Smart thinking, right? I’d like to think so. Using the ol’ brains, I am.
I made a completely erroneous assumption. I assumed door depth was a fairly standard thing. Not so. These doors are thicker than any door I’ve had the pleasure of hanging hooks on. Only one of my hooks fits (very tightly), but the door won’t close. GAH!
Let’s continue on with the tour.
Part of the kitchen is shown below. The cabinet on the far left is the refrigerator. I’ve always wanted a concealed refrigerator! Thankfully, it’s a little bit bigger than the refrigerator in our temporary home.
This home does have a separate washer and dryer. Yay! The washer is located in the kitchen. The dryer is outside in a shed, which isn’t as terrible as it sounds. It’s all a matter of perspective. Our last home in Georgia was built in the 1960s too and the laundry room was located off the carport. I’m used to traipsing outside to do laundry.
I’m thankful for the dryer! I’ve used it a couple of times, but on nice days I’m channeling my modern-day Laura Ingalls Wilder and drying clothes on the line. There’s nothing like a crunchy bath towel to give you a little extra exfoliation!
There is also a small freezer in that same shed and I’m very thankful for that because I made a batch of strawberry freezer jam this week. And all was right in my world.
Also, my cookie sheets just barely fit in that cute oven. As in, one cookie sheet is the entire size of the cooking rack. These are the small, but important details that the “Congratulations! You’re Moving to Ireland” books don’t mention.
By the way, the number one thing I’m Googling lately is fahrenheit to celsius conversion.
Up the stairs on the second floor are 3 bedrooms. We moved a king, queen and twin bed and miraculously, all of them fit.
There is also a bathroom upstairs. This home does not have a bathtub in either bathroom, which I find a little odd. I didn’t realize it until after we signed the lease that the upstairs bathroom has no mirror. Between no outlets and no mirrors, I think the homebuilder made his point.
Vanity has no place here! Do your business and get out! Or something like that.
I really hate to finish this post off with a picture of an open toilet. (That’s probably the one Facebook is going to pull into its feed though.)
So here’s a picture of the kids playing in the backyard.
It’s a legit backyard! Probably one of the nicer backyards we’ve had. This is a perk of moving a little ways out of Dublin.
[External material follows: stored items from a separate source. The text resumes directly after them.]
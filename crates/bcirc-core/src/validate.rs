//! Shared precondition check for every gate.

use tracing::debug;

use crate::error::{GateError, Result};
use crate::signal::ToSignal;

/// Check that both gate inputs are real numbers within [-1, 1].
///
/// Both arguments are coerced first, so a non-numeric argument is reported
/// as [`GateError::TypeConversion`] even when the other one is out of range.
/// On success the coerced pair is returned.
///
/// # Errors
///
/// - [`GateError::TypeConversion`] if either argument is not a real number
///   (unparseable text or NaN)
/// - [`GateError::DomainRange`] if either magnitude exceeds 1
///
/// # Example
///
/// ```
/// use bcirc_core::{check_gate_input, GateError};
///
/// assert_eq!(check_gate_input(1, 1.0), Ok((1.0, 1.0)));
/// assert!(matches!(check_gate_input(1, "a"), Err(GateError::TypeConversion(_))));
/// assert_eq!(check_gate_input(1.2, -1.2), Err(GateError::DomainRange(1.2)));
/// ```
pub fn check_gate_input(a: impl ToSignal, b: impl ToSignal) -> Result<(f64, f64)> {
    let a = coerce(&a)?;
    let b = coerce(&b)?;
    Ok((check_range(a)?, check_range(b)?))
}

/// Validate a single raw value.
pub(crate) fn check_signal(value: f64) -> Result<f64> {
    coerce(&value).and_then(check_range)
}

fn coerce(input: &impl ToSignal) -> Result<f64> {
    let value = match input.to_real() {
        Ok(value) => value,
        Err(err) => {
            debug!(%err, "gate input rejected");
            return Err(err);
        }
    };

    if value.is_nan() {
        debug!("gate input rejected: NaN");
        return Err(GateError::TypeConversion(value.to_string()));
    }

    Ok(value)
}

fn check_range(value: f64) -> Result<f64> {
    if value.abs() > 1.0 {
        debug!(value, "gate input rejected: outside [-1, 1]");
        return Err(GateError::DomainRange(value));
    }
    Ok(value)
}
I’m actually surprised we ended up with this home. Here’s the thing about Handy Husband and me. I’m the frugal one when it comes to everything except where we live. Handy Husband is the opposite. This home didn’t max out our price range, but it was closer to the top than any of the other houses. I thought the home suited our needs especially because it was unfurnished, but I was prepared to walk away. It was Handy Husband that pounced on this house. The man can still surprise me!
After viewing the home with the realtor, we had to come back a second time to meet with the owners before we could secure the lease. I used every trick in my parenting toolbox to impress upon my children the importance of them not acting like wild hyenas during this meeting.
I have to say, I have never been so graciously welcomed to a home or area as I was by these landlords. Once again, human kindness was overflowing. Their generosity of spirit really blew me away. I kind of felt like hugging them and I’m not a hugger! Plus, I’m pretty sure there’s an unwritten law about not hugging your landlord. Awkward!
When the other homes we viewed didn’t “feel” right to me, I think it was because we were meant to find this place and I’m so happy we did.